The new book by former Prime Minister Liz Truss urges the UK, U.S. and EU to drop their landmark climate change laws, spreads falsehoods about green policies, and fondly recalls an attempt to cancel a major climate conference.

Truss, who is the Conservative MP for South West Norfolk, resigned as prime minister in October 2022 after just 49 days in office.

Since leaving 10 Downing Street, Truss has attempted to expose the “deep state” forces that allegedly brought down her premiership, while advocating for “free market” ideas within the Conservative Party, helping to launch the Popular Conservatives group.

In her book, Ten Years to Save the West, which she is promoting widely this week, Truss writes that “the zealous drive to net zero”, the UK’s legally binding 2050 climate target, amounts to “unilateral economic disarmament” and is “a drag on economic growth”. She also claims that, while serving in the Treasury, she attempted to cancel the 2021 COP26 climate summit in Glasgow.

Truss writes: “We should abolish the Climate Change Act and instead adopt a new Climate Freedom Act that enables rather than dictates technology”. She adds that “the U.S. should reverse the Inflation Reduction Act, and the EU should abandon its equivalent measures”.

The Climate Change Act legalised the UK’s commitment to reducing carbon dioxide emissions by at least 80 percent by 2050 from 1990 levels. The Inflation Reduction Act is a $369 billion package of grants and subsidies by the U.S. government to spur green technology investment. 

Scientists at the Intergovernmental Panel on Climate Change (IPCC) have said that without “immediate and deep emissions reductions across all sectors” limiting global heating to 1.5C is beyond reach.
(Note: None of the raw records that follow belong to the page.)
use std::fs;
use std::path::Path;

/// Starts every process run with a fresh file.
#[derive(Debug, Clone, Default, PartialEq, Eq)]
pub struct StartupPolicy {
    checked: bool,
}

impl StartupPolicy {
    pub fn new() -> Self {
        Self::default()
    }

    /// Triggers once, and only if the previous run left a non-empty file.
    pub(crate) fn check_file(&mut self, path: &Path) -> bool {
        if self.checked {
            return false;
        }
        self.checked = true;
        fs::metadata(path).is_ok_and(|m| m.len() > 0)
    }
}

#[cfg(test)]
mod tests {
    use super::*;
    use tempfile::TempDir;

    #[test]
    fn test_triggers_once_for_non_empty_file() {
        let temp_dir = TempDir::new().unwrap();
        let path = temp_dir.path().join("app.log");
        fs::write(&path, "previous run\n").unwrap();

        let mut policy = StartupPolicy::new();
        assert!(policy.check_file(&path));
        assert!(!policy.check_file(&path));
    }

    #[test]
    fn test_ignores_missing_and_empty_files() {
        let temp_dir = TempDir::new().unwrap();
        let path = temp_dir.path().join("app.log");
        assert!(!StartupPolicy::new().check_file(&path));

        fs::write(&path, "").unwrap();
        assert!(!StartupPolicy::new().check_file(&path));
    }
}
Restricting global temperatures to this threshold – the target agreed by the UK as part of the 2015 Paris Agreement – would prevent the worst and most irreversible effects of climate change, including floods, droughts, heatwaves, and wildfires.

In the book, Truss also attacks climate advocates, writing that “the environmental movement is fundamentally driven by the radical left”, adding: “This ‘watermelon’ tendency is green on the outside, red on the inside – a modern rebranding of socialism. It features the same instincts of collectivism and authoritarianism.”

Truss writes that “we should cancel” the United Nations annual COP climate summit, and falsely claims that electric vehicles are worse for the environment than those powered by fossil fuels.

“In recent years, more radical forms of climate misinformation and disinformation have become mainstreamed”, said Jennie King, director of climate research and policy at the Institute of Strategic Dialogue think tank. “Such content continues to grow in virality and engagement online, but its impacts are vastly increased when platformed in the media or by politicians.”

King said “the normalisation of wild and outlandish claims”, with climate action “being framed through a conspiratorial, tribalist and anti-scientific lens”, can lead to “real-world harm”. 

“When such ideas are conveyed from the very corridors of power, it sets a dangerous precedent”, she added.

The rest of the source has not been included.